# Data supplied

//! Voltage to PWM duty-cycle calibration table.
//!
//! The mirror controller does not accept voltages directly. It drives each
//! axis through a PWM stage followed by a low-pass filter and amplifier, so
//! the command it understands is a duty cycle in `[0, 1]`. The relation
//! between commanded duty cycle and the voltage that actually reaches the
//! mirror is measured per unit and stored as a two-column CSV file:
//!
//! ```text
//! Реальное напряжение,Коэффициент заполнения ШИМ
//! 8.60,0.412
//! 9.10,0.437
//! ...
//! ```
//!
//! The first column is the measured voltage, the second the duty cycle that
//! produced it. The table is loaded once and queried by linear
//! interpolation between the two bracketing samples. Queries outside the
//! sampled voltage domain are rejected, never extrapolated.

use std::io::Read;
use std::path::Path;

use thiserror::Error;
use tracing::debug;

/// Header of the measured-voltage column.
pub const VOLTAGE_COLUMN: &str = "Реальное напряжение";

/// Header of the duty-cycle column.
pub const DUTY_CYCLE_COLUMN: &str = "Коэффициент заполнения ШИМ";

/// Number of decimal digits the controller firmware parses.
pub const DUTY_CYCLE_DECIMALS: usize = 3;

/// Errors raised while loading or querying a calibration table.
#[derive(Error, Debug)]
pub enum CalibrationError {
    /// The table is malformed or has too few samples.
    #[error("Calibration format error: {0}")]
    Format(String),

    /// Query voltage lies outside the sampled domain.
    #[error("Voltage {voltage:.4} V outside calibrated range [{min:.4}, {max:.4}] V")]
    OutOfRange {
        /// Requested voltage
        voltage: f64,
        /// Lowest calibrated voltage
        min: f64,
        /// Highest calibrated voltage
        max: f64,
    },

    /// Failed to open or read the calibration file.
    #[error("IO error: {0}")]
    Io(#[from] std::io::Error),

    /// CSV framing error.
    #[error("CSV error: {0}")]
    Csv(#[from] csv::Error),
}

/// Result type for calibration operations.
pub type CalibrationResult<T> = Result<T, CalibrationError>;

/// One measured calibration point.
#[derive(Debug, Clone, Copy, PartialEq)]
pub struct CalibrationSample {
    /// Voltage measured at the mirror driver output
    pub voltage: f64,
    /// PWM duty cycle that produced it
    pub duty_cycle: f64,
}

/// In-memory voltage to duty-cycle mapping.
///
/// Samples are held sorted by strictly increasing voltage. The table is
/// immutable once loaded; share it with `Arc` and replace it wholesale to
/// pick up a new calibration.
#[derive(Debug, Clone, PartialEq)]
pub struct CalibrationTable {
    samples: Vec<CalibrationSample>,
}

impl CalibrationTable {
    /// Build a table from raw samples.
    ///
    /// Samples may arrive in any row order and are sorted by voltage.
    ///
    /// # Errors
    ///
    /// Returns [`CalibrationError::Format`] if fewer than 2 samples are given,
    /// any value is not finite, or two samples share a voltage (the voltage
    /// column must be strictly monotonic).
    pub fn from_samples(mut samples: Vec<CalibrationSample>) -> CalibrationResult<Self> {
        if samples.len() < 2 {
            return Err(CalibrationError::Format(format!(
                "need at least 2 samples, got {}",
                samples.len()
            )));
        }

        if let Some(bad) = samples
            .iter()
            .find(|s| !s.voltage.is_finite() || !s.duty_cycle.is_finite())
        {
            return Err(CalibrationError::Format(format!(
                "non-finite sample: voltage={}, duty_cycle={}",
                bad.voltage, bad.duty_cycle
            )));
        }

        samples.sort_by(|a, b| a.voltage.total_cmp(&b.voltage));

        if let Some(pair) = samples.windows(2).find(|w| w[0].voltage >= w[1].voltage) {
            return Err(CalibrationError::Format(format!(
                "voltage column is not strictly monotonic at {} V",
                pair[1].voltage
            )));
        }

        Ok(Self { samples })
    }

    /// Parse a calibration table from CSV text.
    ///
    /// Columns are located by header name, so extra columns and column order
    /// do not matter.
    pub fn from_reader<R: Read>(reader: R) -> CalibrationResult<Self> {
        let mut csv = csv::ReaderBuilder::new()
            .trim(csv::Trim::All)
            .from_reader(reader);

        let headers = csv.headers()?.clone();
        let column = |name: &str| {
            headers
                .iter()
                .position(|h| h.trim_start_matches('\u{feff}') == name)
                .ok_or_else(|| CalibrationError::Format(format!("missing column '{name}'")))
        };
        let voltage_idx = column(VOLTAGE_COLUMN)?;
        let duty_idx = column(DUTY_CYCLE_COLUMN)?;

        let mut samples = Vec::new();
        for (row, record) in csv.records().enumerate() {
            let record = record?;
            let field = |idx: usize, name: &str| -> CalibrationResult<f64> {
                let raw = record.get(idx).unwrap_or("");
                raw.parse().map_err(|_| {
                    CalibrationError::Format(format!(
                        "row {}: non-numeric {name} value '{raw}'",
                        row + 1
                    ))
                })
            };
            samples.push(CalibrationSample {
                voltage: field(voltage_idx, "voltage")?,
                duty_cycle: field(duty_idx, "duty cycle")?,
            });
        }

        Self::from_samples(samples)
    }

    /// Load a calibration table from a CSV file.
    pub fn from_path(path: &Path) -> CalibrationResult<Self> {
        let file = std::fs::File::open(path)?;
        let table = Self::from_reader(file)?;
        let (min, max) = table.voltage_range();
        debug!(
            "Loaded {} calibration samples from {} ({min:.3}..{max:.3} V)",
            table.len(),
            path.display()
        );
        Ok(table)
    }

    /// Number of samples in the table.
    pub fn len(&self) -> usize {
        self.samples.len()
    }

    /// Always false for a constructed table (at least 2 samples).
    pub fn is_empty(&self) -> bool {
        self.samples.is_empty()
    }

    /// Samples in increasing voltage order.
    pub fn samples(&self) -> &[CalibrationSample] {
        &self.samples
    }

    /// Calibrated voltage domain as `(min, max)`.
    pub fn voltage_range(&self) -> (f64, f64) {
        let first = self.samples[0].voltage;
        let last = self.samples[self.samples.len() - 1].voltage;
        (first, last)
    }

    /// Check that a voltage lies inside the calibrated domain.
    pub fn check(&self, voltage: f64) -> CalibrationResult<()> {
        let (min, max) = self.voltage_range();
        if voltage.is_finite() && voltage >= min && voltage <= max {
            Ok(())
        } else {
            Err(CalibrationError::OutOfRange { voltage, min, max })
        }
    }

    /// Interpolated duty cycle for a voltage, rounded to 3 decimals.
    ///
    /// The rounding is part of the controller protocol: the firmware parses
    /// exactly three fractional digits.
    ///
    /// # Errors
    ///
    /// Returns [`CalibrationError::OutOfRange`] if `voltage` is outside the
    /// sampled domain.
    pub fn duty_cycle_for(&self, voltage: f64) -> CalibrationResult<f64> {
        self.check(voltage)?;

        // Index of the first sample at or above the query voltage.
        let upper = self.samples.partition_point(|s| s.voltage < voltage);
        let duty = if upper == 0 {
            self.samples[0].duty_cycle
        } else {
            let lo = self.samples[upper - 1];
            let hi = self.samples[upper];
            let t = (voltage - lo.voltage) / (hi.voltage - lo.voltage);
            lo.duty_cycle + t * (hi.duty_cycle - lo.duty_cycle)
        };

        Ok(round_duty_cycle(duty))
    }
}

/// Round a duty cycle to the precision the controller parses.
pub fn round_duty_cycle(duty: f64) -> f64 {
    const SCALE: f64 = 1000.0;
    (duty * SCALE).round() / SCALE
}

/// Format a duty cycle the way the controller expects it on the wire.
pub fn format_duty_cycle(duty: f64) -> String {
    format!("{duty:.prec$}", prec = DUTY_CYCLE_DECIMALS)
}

# Work task
Looking at the data above, write out exactly the lines that start at the one containing "pub fn duty_cycle_for(&self, voltage: f64)" and end at the one containing "let lo = self.samples[upper - 1];"; include both and nothing beyond.

# Result below
    pub fn duty_cycle_for(&self, voltage: f64) -> CalibrationResult<f64> {
        self.check(voltage)?;

        // Index of the first sample at or above the query voltage.
        let upper = self.samples.partition_point(|s| s.voltage < voltage);
        let duty = if upper == 0 {
            self.samples[0].duty_cycle
        } else {
            let lo = self.samples[upper - 1];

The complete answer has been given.